First attempt at a BSG story. I only just got into the show a month or so ago, so I know I'm arriving pretty late to the party.
Necessary Disclaimer: Don't own it. Just in case you were wondering...
...
I belong in the service of the Queen
I belong anywhere but in-between
She's been dying, and I've been drinking
And I am the Rain King
-Rain King
Counting Crows
...
The lights in the corridor all go dim, dulled when the Galactica switches from regular to night mode; when they still entertain the notion of keeping ordinary hours. Colonial Time.
It's cold. Admiral Adama can feel the chill even through his thick uniform jacket. Can see his breath, even, for a scant second or two after he expels it. Feels like winter; but of course, he knows now that in the depths of space, every day is like a winter. Something to be endured, to be struggled through until sunlight returns. Someday.
But tonight it's freezing. He can feel the loss of hope throughout his ship like a physical thing; like a phantom limb. Long, pale, faces. Dark, bruised eyelids and empty, graveyard eyes. Like somebody (a loved one, maybe. A delicate child, an innocent) has died.
At the hatch to his quarters, he stands still, immobile. Hazy from drink and yet clear, crystal clear; understanding of his own wants and intentions for the first time since they discovered that burnt-out husk of a former Earth. That hollow shell.
He's been trying to kill himself. Slow with booze, fast with Saul's anger and with his cocked-and-loaded military issue. It doesn't matter. He knows now that either way would be cowardly and pathetic and unbefitting of the uniform he is so proud of. The hatch creaks noisily with age and disrepair as he pushes it open and goes inside.
She burned the book. Right here in his quarters. She stopped taking her drugs and attending her treatments. Slow, fast, it doesn't matter (cowardly, pathetic, unbefitting of a President). Together and apart, the two of them have fallen prey to the sickness that sweeps through these halls like a toxic gas-leak. To the crushing, almost overwhelming notion that they have failed everybody in general, and themselves in particular.
It's cold. He wobbles, suddenly unsteady. The half-full flask of ambrosia in his pocket taps against his hipbone impatiently, insistently. Whispering I could make this all so easy…
He puts the flask away. He takes his jacket off. Relishes the cold in the room, deserves it. Thinks to himself that there are better ways, even though they aren't always apparent from the off. Together and apart. For she is gone from her people, but not from his quarters; gone from their questions and their disappointments, but ever-present in the dark, secretive folds of his bed. Looking small. Looking breakable. Broken. Like somebody has died (like she is already dead).
Looming over her, he presses two fingers to the soft skin of her neck, on the pulse-point. Still until her heart beats, cold until her proximity warms him up again, brings him back. She doesn't stir, but she is still in there. He thinks that someday soon she will actually be living, rather than just existing, and then he will be, too. It was surprising (the first time) to realise that his happiness is entwined so closely with hers, that it would take a knife to sever them. That hope is a contagion.
She doesn't stir. He removes his shoes like he would diffuse a bomb, and then kicks off his trousers and folds them neatly, placing them carefully on the nearest flat surface. Removes his tanks and then folds them too. Suddenly sober, he is as quiet as the depths of space. He is nearly non-existent in the dark. He pulls the blankets aside and climbs into bed, oddly breathless. Holds her tightly to him and wonders when (if ever) the pain will go away.
A phantom limb…
Selfishly, his brain wills her awake. He wants to yell, to scream, to shake her out of the stupor that's destroying her. He wants to have a wall-shaking argument that will solidify their positions and make her see the truth in all the things that, lately, he's been too numb and too drunk to actually say.

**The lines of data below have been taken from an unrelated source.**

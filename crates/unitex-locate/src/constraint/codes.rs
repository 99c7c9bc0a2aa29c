// Grammatical information of a tag: `V+z1:P3s:I3s`.

use crate::codes::flexional::FlexionalCode;

/// Semantic codes (grammatical category first) and inflectional codes.
#[derive(Debug, Clone, Default, PartialEq, Eq)]
pub struct GrammaticalInfo {
    pub semantic: Vec<String>,
    pub inflectional: FlexionalCode,
}

impl GrammaticalInfo {
    /// Split `V+z1:P3s:I3s` into `[V, z1]` and `[P3s, I3s]`. A backslash
    /// protects the next character. Parsing stops at a trailing backslash,
    /// keeping the codes read so far.
    pub fn parse(s: &str) -> Self {
        let mut semantic = Vec::new();
        let mut inflectional = Vec::new();
        let mut chars = s.chars();

        let mut current = String::new();
        let mut in_flex = false;
        loop {
            match chars.next() {
                None => break,
                Some('\\') => match chars.next() {
                    Some(c) => current.push(c),
                    None => {
                        return Self::finish(semantic, inflectional);
                    }
                },
                Some('+') if !in_flex => semantic.push(std::mem::take(&mut current)),
                Some(':') => {
                    if in_flex {
                        inflectional.push(std::mem::take(&mut current));
                    } else {
                        semantic.push(std::mem::take(&mut current));
                        in_flex = true;
                    }
                }
                Some(c) => current.push(c),
            }
        }
        if in_flex {
            inflectional.push(current);
        } else {
            semantic.push(current);
        }
        Self::finish(semantic, inflectional)
    }

    fn finish(semantic: Vec<String>, inflectional: Vec<String>) -> Self {
        Self {
            semantic,
            inflectional: FlexionalCode::new(inflectional),
        }
    }

    /// Every semantic code of `required` appears in `self`, in any order.
    pub fn has_semantic_codes_of(&self, required: &GrammaticalInfo) -> bool {
        required
            .semantic
            .iter()
            .all(|code| self.semantic.iter().any(|c| c == code))
    }

    /// Semantic subset and inflectional compatibility: `DET+z1:mp` is
    /// compatible with `DET:m`.
    pub fn is_compatible_with(&self, required: &GrammaticalInfo) -> bool {
        self.has_semantic_codes_of(required) && self.inflectional.is_compatible(&required.inflectional)
    }
}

She doesn't stir. Of course she doesn't; why would she? He's no more a psychic than Gaius Baltar is a high priest, than Saul Tigh is a machine (for he will never accept this one, not ever. Despite all evidence, Bill Adama will disbelieve this all the way to the grave). Laura Roslin is out to the world, all out. Shutters up and hatches closed.
He can get her back. He has to. Their hope is gone, but he knows now that hope is a contagion. A symptom of the human condition, it never seems to stay gone (like cancer, cancer, cancer…). He will push onwards. He will take them all somewhere, and they will all survive this perpetual winter, There will be sunlight again, of this he is sure. Someday.

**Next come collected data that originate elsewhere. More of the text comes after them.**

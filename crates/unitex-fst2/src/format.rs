// .fst2 text format parser.
//
// Layout:
//   0000000002            number of graphs
//   -1 main               graph header: -<number> <name>
//   : 0 1 -2 1            non-final state: pairs of (tag, relative target)
//   t                     final state (may also carry transitions)
//   f                     end of graph
//   -2 sub
//   ...
//   %<E>                  tag 0 (`%` or `@` prefix)
//   %a/A                  tag 1
//   f                     end of tag table
//
// A negative tag number in a state line is a call to the graph of that
// number.

use crate::automaton::{Graph, Label, State, StateFlags, Transition};
use crate::config::Fst2Limits;
use crate::tag::Tag;
use crate::Fst2Error;

/// Raw tables read from an `.fst2` file.
#[derive(Debug, Default)]
pub struct ParsedFst2 {
    pub states: Vec<State>,
    pub tags: Vec<Tag>,
    pub graphs: Vec<Graph>,
}

/// Parse and validate the content of an `.fst2` file.
pub fn parse_fst2(content: &str, limits: &Fst2Limits) -> Result<ParsedFst2, Fst2Error> {
    let mut lines = content.lines().enumerate().map(|(i, l)| (i + 1, l));

    let header = lines
        .by_ref()
        .find(|(_, l)| !l.trim().is_empty())
        .map(|(_, l)| l.trim())
        .ok_or(Fst2Error::Empty)?;
    let graph_count: usize = header
        .parse()
        .map_err(|_| Fst2Error::InvalidHeader(header.to_string()))?;
    if graph_count == 0 {
        return Err(Fst2Error::Empty);
    }

    let mut parsed = ParsedFst2::default();
    let mut graph_slots: Vec<Option<Graph>> = vec![None; graph_count];

    for _ in 0..graph_count {
        let (line_no, line) = lines
            .by_ref()
            .find(|(_, l)| !l.trim().is_empty())
            .ok_or_else(|| malformed(0, "unexpected end of file before a graph header".to_string()))?;
        let (number, name) = parse_graph_header(line_no, line, graph_count)?;
        if graph_slots[number - 1].is_some() {
            return Err(malformed(line_no, format!("graph -{number} is defined twice")));
        }
        let first_state = u32::try_from(parsed.states.len())
            .map_err(|_| malformed(line_no, "too many states".to_string()))?;

        loop {
            let (line_no, line) = lines
                .next()
                .ok_or_else(|| malformed(line_no, format!("graph -{number} has no end marker")))?;
            let mut chars = line.chars();
            let flags = match chars.next() {
                Some('f') => break,
                Some('t') => StateFlags::FINAL,
                Some(':') => StateFlags::empty(),
                None => continue,
                Some(c) => {
                    return Err(malformed(line_no, format!("unexpected state marker `{c}`")));
                }
            };
            let flags = if parsed.states.len() == first_state as usize {
                flags | StateFlags::INITIAL
            } else {
                flags
            };
            if parsed.states.len() >= limits.max_states {
                return Err(Fst2Error::TooManyStates {
                    limit: limits.max_states,
                });
            }
            let transitions = parse_transitions(line_no, chars.as_str(), first_state)?;
            parsed.states.push(State { flags, transitions });
        }

        let state_count = parsed.states.len() - first_state as usize;
        if state_count == 0 {
            return Err(malformed(line_no, format!("graph -{number} has no state")));
        }
        graph_slots[number - 1] = Some(Graph {
            name: name.to_string(),
            first_state,
            state_count: u32::try_from(state_count)
                .map_err(|_| malformed(line_no, "too many states".to_string()))?,
        });
    }

    parsed.graphs = graph_slots.into_iter().flatten().collect();

    for (_, line) in lines {
        if line.starts_with('f') {
            break;
        }
        if !(line.starts_with('%') || line.starts_with('@')) {
            continue;
        }
        if parsed.tags.len() >= limits.max_tags {
            return Err(Fst2Error::TooManyTags {
                limit: limits.max_tags,
            });
        }
        parsed.tags.push(Tag::parse(line)?);
    }

    validate(&parsed)?;
    Ok(parsed)
}

fn malformed(line: usize, reason: String) -> Fst2Error {
    Fst2Error::Malformed { line, reason }
}

fn parse_graph_header(
    line_no: usize,
    line: &str,
    graph_count: usize,
) -> Result<(usize, &str), Fst2Error> {
    let rest = line
        .strip_prefix('-')
        .ok_or_else(|| malformed(line_no, "a graph header must start with -".to_string()))?;
    let digits = rest.find(|c: char| !c.is_ascii_digit()).unwrap_or(rest.len());
    let number: usize = rest[..digits]
        .parse()
        .map_err(|_| malformed(line_no, "invalid graph number".to_string()))?;
    if number == 0 || number > graph_count {
        return Err(Fst2Error::BadSubGraph {
            graph: u32::try_from(number).unwrap_or(u32::MAX),
            count: graph_count,
        });
    }
    let name = rest[digits..].strip_prefix(' ').unwrap_or(&rest[digits..]);
    Ok((number, name))
}

fn parse_transitions(
    line_no: usize,
    rest: &str,
    first_state: u32,
) -> Result<Vec<Transition>, Fst2Error> {
    let mut numbers = rest.split_whitespace().map(|n| {
        n.parse::<i64>()
            .map_err(|_| malformed(line_no, format!("invalid number `{n}`")))
    });
    let index = |n: i64| {
        u32::try_from(n).map_err(|_| malformed(line_no, format!("index {n} out of range")))
    };
    let mut transitions = Vec::new();
    while let Some(tag) = numbers.next() {
        let tag = tag?;
        let target = numbers
            .next()
            .ok_or_else(|| malformed(line_no, "transition without target".to_string()))??;
        if target < 0 {
            return Err(malformed(line_no, format!("negative target state {target}")));
        }
        let label = if tag < 0 {
            let graph = tag
                .checked_neg()
                .ok_or_else(|| malformed(line_no, format!("index {tag} out of range")))?;
            Label::SubGraph(index(graph)?)
        } else {
            Label::Tag(index(tag)?)
        };
        let target = index(target)?
            .checked_add(first_state)
            .ok_or_else(|| malformed(line_no, format!("target state {target} out of range")))?;
        transitions.push(Transition { label, target });
    }
    Ok(transitions)
}

fn validate(parsed: &ParsedFst2) -> Result<(), Fst2Error> {
    let state_count = parsed.states.len();
    let tag_count = parsed.tags.len();
    let graph_count = parsed.graphs.len();
    for t in parsed.states.iter().flat_map(|s| &s.transitions) {
        if t.target as usize >= state_count {
            return Err(Fst2Error::DanglingState {
                state: t.target,
                count: state_count,
            });
        }
        match t.label {
            Label::Tag(tag) if tag as usize >= tag_count => {
                return Err(Fst2Error::DanglingTag {
                    tag,
                    count: tag_count,
                });
            }
            Label::SubGraph(graph) if graph == 0 || graph as usize > graph_count => {
                return Err(Fst2Error::BadSubGraph {
                    graph,
                    count: graph_count,
                });
            }
            _ => {}
        }
    }
    Ok(())
}

#[cfg(test)]
mod tests {
    use super::*;

    fn parse(text: &str) -> Result<ParsedFst2, Fst2Error> {
        parse_fst2(text, &Fst2Limits::default())
    }

    #[test]
    fn minimal_automaton() {
        let p = parse("0000000001\n-1 main\n: 0 1\nt \nf \n%chat\nf\n").unwrap();
        assert_eq!(p.graphs.len(), 1);
        assert_eq!(p.states.len(), 2);
        assert_eq!(p.tags.len(), 1);
        assert_eq!(p.tags[0].input, "chat");
    }

    #[test]
    fn windows_line_endings() {
        let p = parse("0000000001\r\n-1 main\r\n: 0 1\r\nt \r\nf \r\n%chat\r\nf\r\n").unwrap();
        assert_eq!(p.tags[0].input, "chat");
    }

    #[test]
    fn graph_names_may_contain_spaces() {
        let p = parse("0000000001\n-1 my graph.grf\nt \nf \n%<E>\nf\n").unwrap();
        assert_eq!(p.graphs[0].name, "my graph.grf");
    }

    #[test]
    fn empty_automaton() {
        assert!(matches!(parse("0000000000\n"), Err(Fst2Error::Empty)));
        assert!(matches!(parse(""), Err(Fst2Error::Empty)));
    }

    #[test]
    fn bad_header() {
        assert!(matches!(parse("two\n"), Err(Fst2Error::InvalidHeader(_))));
    }

    #[test]
    fn odd_transition_list() {
        let err = parse("0000000001\n-1 main\n: 0\nf \n%a\nf\n").unwrap_err();
        assert!(matches!(err, Fst2Error::Malformed { line: 3, .. }));
    }

    #[test]
    fn out_of_range_numbers_are_rejected() {
        for label in ["4294967296", "-9223372036854775808", "-4294967296"] {
            let text = format!("0000000001\n-1 main\n: {label} 1\nt \nf \n%a\nf\n");
            let err = parse(&text).unwrap_err();
            assert!(matches!(err, Fst2Error::Malformed { line: 3, .. }), "{label}");
        }
        let err = parse("0000000001\n-1 main\n: 0 4294967296\nt \nf \n%a\nf\n").unwrap_err();
        assert!(matches!(err, Fst2Error::Malformed { line: 3, .. }));
    }

    #[test]
    fn dangling_references() {
        assert!(matches!(
            parse("0000000001\n-1 main\n: 3 1\nt \nf \n%a\nf\n"),
            Err(Fst2Error::DanglingTag { tag: 3, count: 1 })
        ));
        assert!(matches!(
            parse("0000000001\n-1 main\n: 0 7\nt \nf \n%a\nf\n"),
            Err(Fst2Error::DanglingState { state: 7, count: 2 })
        ));
        assert!(matches!(
            parse("0000000001\n-1 main\n: -2 1\nt \nf \n%a\nf\n"),
            Err(Fst2Error::BadSubGraph { graph: 2, count: 1 })
        ));
    }

    #[test]
    fn limits_are_enforced() {
        let text = "0000000001\n-1 main\n: 0 1\n: 0 2\nt \nf \n%a\n%b\nf\n";
        let tight = Fst2Limits {
            max_states: 2,
            max_tags: 10,
        };
        assert!(matches!(
            parse_fst2(text, &tight),
            Err(Fst2Error::TooManyStates { limit: 2 })
        ));
        let tight = Fst2Limits {
            max_states: 10,
            max_tags: 1,
        };
        assert!(matches!(
            parse_fst2(text, &tight),
            Err(Fst2Error::TooManyTags { limit: 1 })
        ));
    }
}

But for now, there is this. He will take them all somewhere, as soon as he can make her realise that she could take him absolutely anywhere, if she wanted to. He would go. He doesn't care if she's a prophet or not. He doesn't care. She has him infected. So he'll repay the favour, and make her see how wrong she has been. How wrong he has been, and that they can be right again, if they just believe in something. In anything at all…

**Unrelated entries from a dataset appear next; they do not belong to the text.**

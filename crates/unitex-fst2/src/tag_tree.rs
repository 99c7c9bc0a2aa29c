// Character trie over tag contents, used to find every transition of a
// state whose tag matches a piece of text.

use hashbrown::HashMap;
use unitex_core::alphabet::Alphabet;

use crate::automaton::{Automaton, Label};

/// How [`TagTree::matching`] consumes the text.
#[derive(Debug, Clone, Copy, PartialEq, Eq)]
pub enum MatchMode {
    /// The whole text must be consumed.
    Exact,
    /// Keep the transitions of the deepest node reached that carries any.
    /// Used for languages written without spaces.
    LongestPrefix,
}

/// A transition stored in the trie: tag number and destination state.
#[derive(Debug, Clone, Copy, PartialEq, Eq, Hash)]
pub struct TagTarget {
    pub tag: u32,
    pub target: u32,
}

#[derive(Debug, Default, Clone)]
struct Node {
    children: HashMap<char, usize>,
    targets: Vec<TagTarget>,
}

#[derive(Debug, Clone)]
pub struct TagTree {
    nodes: Vec<Node>,
}

impl Default for TagTree {
    fn default() -> Self {
        Self::new()
    }
}

impl TagTree {
    pub fn new() -> Self {
        Self {
            nodes: vec![Node::default()],
        }
    }

    /// Trie of the tag transitions leaving `state`, keyed by tag input.
    /// Sub-graph calls are not indexed.
    pub fn from_state(automaton: &Automaton, state: u32) -> Self {
        let mut tree = Self::new();
        for t in &automaton.state(state).transitions {
            if let Label::Tag(tag) = t.label {
                tree.insert(&automaton.tag(tag).input, tag, t.target);
            }
        }
        tree
    }

    /// Register `tag` (leading to `target`) under `content`. A tag already
    /// stored for the same content is kept once.
    pub fn insert(&mut self, content: &str, tag: u32, target: u32) {
        let mut node = 0;
        for c in content.chars() {
            let existing = self.nodes[node].children.get(&c).copied();
            node = match existing {
                Some(child) => child,
                None => {
                    let child = self.nodes.len();
                    self.nodes.push(Node::default());
                    self.nodes[node].children.insert(c, child);
                    child
                }
            };
        }
        add_target(&mut self.nodes[node].targets, TagTarget { tag, target });
    }

    /// Transitions whose tag content matches `text`. A trie character
    /// matches a text character if they are equal or if the text character
    /// is an uppercase form of it.
    pub fn matching(&self, text: &str, alphabet: &Alphabet, mode: MatchMode) -> Vec<TagTarget> {
        let text: Vec<char> = text.chars().collect();
        let mut result = Vec::new();
        let mut best_depth = 0;
        let mut pending = vec![(0usize, 0usize)];
        while let Some((node, pos)) = pending.pop() {
            let n = &self.nodes[node];
            match mode {
                MatchMode::Exact => {
                    if pos == text.len() {
                        for &t in &n.targets {
                            add_target(&mut result, t);
                        }
                        continue;
                    }
                }
                MatchMode::LongestPrefix => {
                    if !n.targets.is_empty() && pos >= best_depth {
                        if pos > best_depth {
                            result.clear();
                            best_depth = pos;
                        }
                        for &t in &n.targets {
                            add_target(&mut result, t);
                        }
                    }
                    if pos == text.len() {
                        continue;
                    }
                }
            }
            for (&c, &child) in &n.children {
                if alphabet.is_equal_or_case_equal(c, text[pos]) {
                    pending.push((child, pos + 1));
                }
            }
        }
        result
    }

    pub fn node_count(&self) -> usize {
        self.nodes.len()
    }
}

fn add_target(list: &mut Vec<TagTarget>, t: TagTarget) {
    if !list.iter().any(|x| x.tag == t.tag) {
        list.push(t);
    }
}

#[cfg(test)]
mod tests {
    use super::*;

    fn alphabet() -> Alphabet {
        Alphabet::parse("Aa\nBb\nCc\nEe\nHh\nSs\nTt\n").unwrap()
    }

    #[test]
    fn exact_match_with_uppercase_text() {
        let mut tree = TagTree::new();
        tree.insert("chat", 0, 5);
        tree.insert("chats", 1, 6);
        let a = alphabet();
        assert_eq!(
            tree.matching("CHAT", &a, MatchMode::Exact),
            vec![TagTarget { tag: 0, target: 5 }]
        );
        assert!(tree.matching("cha", &a, MatchMode::Exact).is_empty());
    }

    #[test]
    fn uppercase_pattern_does_not_match_lowercase_text() {
        let mut tree = TagTree::new();
        tree.insert("Chat", 0, 1);
        assert!(tree.matching("chat", &alphabet(), MatchMode::Exact).is_empty());
    }

    #[test]
    fn same_tag_is_stored_once() {
        let mut tree = TagTree::new();
        tree.insert("a", 3, 1);
        tree.insert("a", 3, 2);
        tree.insert("a", 4, 2);
        let found = tree.matching("a", &alphabet(), MatchMode::Exact);
        assert_eq!(found.len(), 2);
        assert_eq!(found[0], TagTarget { tag: 3, target: 1 });
    }

    #[test]
    fn longest_prefix_keeps_deepest_node() {
        let mut tree = TagTree::new();
        tree.insert("c", 0, 1);
        tree.insert("cha", 1, 2);
        let a = alphabet();
        assert_eq!(
            tree.matching("chat", &a, MatchMode::LongestPrefix),
            vec![TagTarget { tag: 1, target: 2 }]
        );
        assert_eq!(
            tree.matching("cb", &a, MatchMode::LongestPrefix),
            vec![TagTarget { tag: 0, target: 1 }]
        );
    }

    #[test]
    fn built_from_state() {
        let text = "0000000001\n-1 main\n: 0 1 1 1\nt \nf \n%le\n%la\nf\n";
        let automaton = Automaton::from_text(text, &crate::Fst2Limits::default()).unwrap();
        let tree = TagTree::from_state(&automaton, 0);
        let a = Alphabet::parse("Ee\nLl\nAa\n").unwrap();
        assert_eq!(
            tree.matching("LA", &a, MatchMode::Exact),
            vec![TagTarget { tag: 1, target: 1 }]
        );
    }
}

The lights are all out in the room, all out. She keeps him warm like daylight would, and he turns his body to hers like a flower turns its face towards the sun. He hears the calming throb of the ship's engines humming floors below; the footsteps of some unknown night patrolman as they softly tap past his hatch door, every half-hour like clockwork. On Colonial Time. He kisses her bare skin, where her neck meets her shoulder, and is rewarded with a low exhalation of breath and nothing more.
He smiles. He falls asleep.
For the first time in weeks, he dreams.
...
Well, that's it. Opinions?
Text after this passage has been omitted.